Adopting a One Health approach to disease surveillance and control

Emphasis on taking a One Health approach to disease surveillance and control has been growing. The One Health approach capitalises on the interconnected human, animal, and environmental systems and emphasises coordinating, communicating, and collaborating among stakeholders who protect human, animal, and environmental health.6 While progress has been made since the First International One Health Congress was held in 2011,7 calls for improved application of One Health principles continued to be made early in the COVID-19 pandemic.8

Another key shortcoming of public health preparedness efforts is the insufficient collaboration between multidisciplinary experts, such as data scientists, computer engineers, anthropologists, social scientists, and systems engineers. Even collaborations within health-related fields, such as veterinary and environmental health, have been relatively weak.

Despite efforts, the SARS-CoV-2 virus still managed to cause a major pandemic unseen for a century. Furthermore, given that SARS-CoV-2 was first detected in a symptomatic patient9 (as opposed to earlier in the chain of disease emergence, such as in an animal host), it is evident improvements in disease surveillance methodology are required for earlier detection of pathogens of pandemic potential.

Multi-tiered approach to disease surveillance and control

To address these gaps in knowledge and preparedness, we are responding in a multi-tiered approach with a One Health perspective that will be economically feasible and sustainable, as summarised in Figure 1 (below).

To achieve this goal, we have identified and engaged a broad set of stakeholders, created broad multidisciplinary teams, are combining relevant data sources in innovative ways that will serve as early indicators, are using advanced technologies for early diagnosis, and advancing analytic methods to maintain high specificity for true event identification, while reducing the number of false positive alerts. Developing and implementing these approaches will shift disease surveillance and control for emerging infectious diseases from a solely reactive model to a more predictive model functioning in real time. The following section elaborates on our strategies and progress for each goal.

Surveillance target
Figure 1

We met with government agencies and academic teams to engage stakeholders and described our project’s goals.
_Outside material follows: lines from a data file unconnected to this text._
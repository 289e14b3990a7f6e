use crate::error::{CsError, Result};

/// A row-major 2D buffer of `channels`-tuples, generic over the sample
/// type so the same type serves raw scan pixels (`f64`), screen tiles
/// (`f32`) and mesh-of-weights grids (`f64`) alike.
#[derive(Debug, Clone)]
pub struct Raster<T> {
    width: usize,
    height: usize,
    channels: usize,
    data: Vec<T>,
}

impl<T: Clone + Default> Raster<T> {
    /// Allocates a zero-filled raster. Fails rather than panics if the
    /// requested dimensions would overflow a `usize` element count.
    pub fn new(width: usize, height: usize, channels: usize) -> Result<Self> {
        let len = checked_len(width, height, channels)?;
        Ok(Raster {
            width,
            height,
            channels,
            data: vec![T::default(); len],
        })
    }

    pub fn from_data(width: usize, height: usize, channels: usize, data: Vec<T>) -> Result<Self> {
        let len = checked_len(width, height, channels)?;
        if data.len() != len {
            return Err(CsError::RasterBounds(format!(
                "expected {len} samples for {width}x{height}x{channels}, got {}",
                data.len()
            )));
        }
        Ok(Raster {
            width,
            height,
            channels,
            data,
        })
    }

    pub fn width(&self) -> usize {
        self.width
    }

    pub fn height(&self) -> usize {
        self.height
    }

    pub fn channels(&self) -> usize {
        self.channels
    }

    pub fn as_slice(&self) -> &[T] {
        &self.data
    }

    pub fn as_mut_slice(&mut self) -> &mut [T] {
        &mut self.data
    }

    #[inline]
    fn index(&self, x: usize, y: usize) -> usize {
        (y * self.width + x) * self.channels
    }

    pub fn pixel(&self, x: usize, y: usize) -> &[T] {
        let i = self.index(x, y);
        &self.data[i..i + self.channels]
    }

    pub fn pixel_mut(&mut self, x: usize, y: usize) -> &mut [T] {
        let i = self.index(x, y);
        &mut self.data[i..i + self.channels]
    }
}

fn checked_len(width: usize, height: usize, channels: usize) -> Result<usize> {
    width
        .checked_mul(height)
        .and_then(|wh| wh.checked_mul(channels))
        .ok_or_else(|| {
            CsError::RasterBounds(format!(
                "{width}x{height}x{channels} overflows the platform's address space"
            ))
        })
}

#[cfg(test)]
mod tests {
    use super::*;

    #[test]
    fn pixel_roundtrip() {
        let mut r = Raster::<f64>::new(4, 3, 3).unwrap();
        r.pixel_mut(2, 1).copy_from_slice(&[0.1, 0.2, 0.3]);
        assert_eq!(r.pixel(2, 1), &[0.1, 0.2, 0.3]);
    }

    #[test]
    fn overflow_is_an_error_not_a_panic() {
        let r = Raster::<f64>::new(usize::MAX, 2, 4);
        assert!(r.is_err());
    }
}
In this process, we have identified organisations and teams in Oklahoma and neighbouring states with complementary goals. We are working towards building and strengthening new collaborations to combine resources. In addition, we are holding regular webinars on topics covered by each team. Again, this has led to identifying new stakeholders who want to contribute to the success of our project.

We brought together experts in public health, medicine, veterinary science, data science, computer science, anthropology, informatics, and systems engineering to bring the needed skills to address the problem.
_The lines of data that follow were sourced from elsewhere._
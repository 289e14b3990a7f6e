//! Nested task-progress reporting and cooperative cancellation shared by
//! every long-running operation in the pipeline (solves, deconvolution,
//! detection, rendering).

mod file_progress;
mod progress_info;

pub use file_progress::FileProgress;
pub use progress_info::{ProgressInfo, Task};
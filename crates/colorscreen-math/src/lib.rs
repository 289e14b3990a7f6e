//! Lookup-table based nonlinear functions used throughout the coordinate
//! pipeline: a general piecewise-linear 1D function, and the radial
//! lens-warp correction built on top of it.

mod lens_warp;
mod precomputed_function;

pub use lens_warp::LensWarp;
pub use precomputed_function::PrecomputedFunction;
The data sources we are accessing include governmental disease surveillance, syndromic surveillance data from environmental data, ESSENCE/Biosense,10 wastewater surveillance data,11 veterinary data,12 and medical record data from the health information exchange.13 We will access environmental monitoring data from Earth-observing satellites and ground-based sensor networks.

The wastewater and river shed surveillance data are a key data source that intersects environmental, animal, and human data. In the past, these data sources have essentially acted as silos; we are combining them to help verify signals.

One exciting new technology we are using is in the field of breathomics research. We have developed a tool in which an individual’s breath can be analysed, and a diagnosis of COVID-19 can be made within one minute. The technology works by identifying specific volatile organic compound signatures from pathogens. We are in the process of extending this technology to be used to identify influenza and RSV.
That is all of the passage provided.